* **EXERCISE REQUIREMENTS**: From the records below, take each line where the string "HashMap" shows up and copy it.
[LISTED RECORDS]
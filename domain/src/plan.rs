//! The append-only tool-call plan for one request.
//!
//! Steps are appended only after the previous tool call has returned or
//! errored; they are never reordered or removed. The plan doubles as the
//! per-request audit trail and as recovery material for the response
//! validator.

use serde::{Deserialize, Serialize};
use std::collections::HashMap;

/// Outcome of one executed tool call.
#[derive(Debug, Clone, Serialize, Deserialize)]
#[serde(rename_all = "lowercase", tag = "status")]
pub enum StepOutcome {
    Ok { output: String },
    Failed { error: String },
}

impl StepOutcome {
    pub fn is_ok(&self) -> bool {
        matches!(self, StepOutcome::Ok { .. })
    }
}

/// One executed tool call: what was invoked, with what, and what came back.
#[derive(Debug, Clone, Serialize, Deserialize)]
pub struct PlanStep {
    pub tool_name: String,
    pub arguments: HashMap<String, serde_json::Value>,
    pub outcome: StepOutcome,
}

impl PlanStep {
    pub fn succeeded(
        tool_name: impl Into<String>,
        arguments: HashMap<String, serde_json::Value>,
        output: impl Into<String>,
    ) -> Self {
        Self {
            tool_name: tool_name.into(),
            arguments,
            outcome: StepOutcome::Ok {
                output: output.into(),
            },
        }
    }

    pub fn failed(
        tool_name: impl Into<String>,
        arguments: HashMap<String, serde_json::Value>,
        error: impl Into<String>,
    ) -> Self {
        Self {
            tool_name: tool_name.into(),
            arguments,
            outcome: StepOutcome::Failed {
                error: error.into(),
            },
        }
    }

    /// Whether a proposed call repeats this step exactly (cycle detection).
    pub fn same_invocation(
        &self,
        tool_name: &str,
        arguments: &HashMap<String, serde_json::Value>,
    ) -> bool {
        self.tool_name == tool_name && &self.arguments == arguments
    }

    /// One-line rendering for planning prompts and logs.
    pub fn describe(&self) -> String {
        match &self.outcome {
            StepOutcome::Ok { output } => format!("{}: ok: {}", self.tool_name, output),
            StepOutcome::Failed { error } => format!("{}: failed: {}", self.tool_name, error),
        }
    }
}

/// Append-only sequence of executed steps for one request.
///
/// The vector is private: the only mutation is [`push`](Self::push), which
/// preserves the audit-trail invariant by construction.
#[derive(Debug, Clone, Default, Serialize, Deserialize)]
pub struct ToolCallPlan {
    steps: Vec<PlanStep>,
}

impl ToolCallPlan {
    pub fn new() -> Self {
        Self::default()
    }

    pub fn push(&mut self, step: PlanStep) {
        self.steps.push(step);
    }

    pub fn steps(&self) -> &[PlanStep] {
        &self.steps
    }

    pub fn len(&self) -> usize {
        self.steps.len()
    }

    pub fn is_empty(&self) -> bool {
        self.steps.is_empty()
    }

    pub fn last(&self) -> Option<&PlanStep> {
        self.steps.last()
    }

    /// Most recent successful output, used by validator recovery.
    pub fn last_success(&self) -> Option<&PlanStep> {
        self.steps.iter().rev().find(|s| s.outcome.is_ok())
    }

    /// Distinct tool names invoked so far, in first-use order.
    pub fn distinct_tools(&self) -> Vec<&str> {
        let mut seen = Vec::new();
        for step in &self.steps {
            if !seen.contains(&step.tool_name.as_str()) {
                seen.push(step.tool_name.as_str());
            }
        }
        seen
    }
}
[/LISTED RECORDS]
* **YOUR RESPONSE**:
use std::collections::HashMap;
    pub arguments: HashMap<String, serde_json::Value>,
        arguments: HashMap<String, serde_json::Value>,
        arguments: HashMap<String, serde_json::Value>,
        arguments: &HashMap<String, serde_json::Value>,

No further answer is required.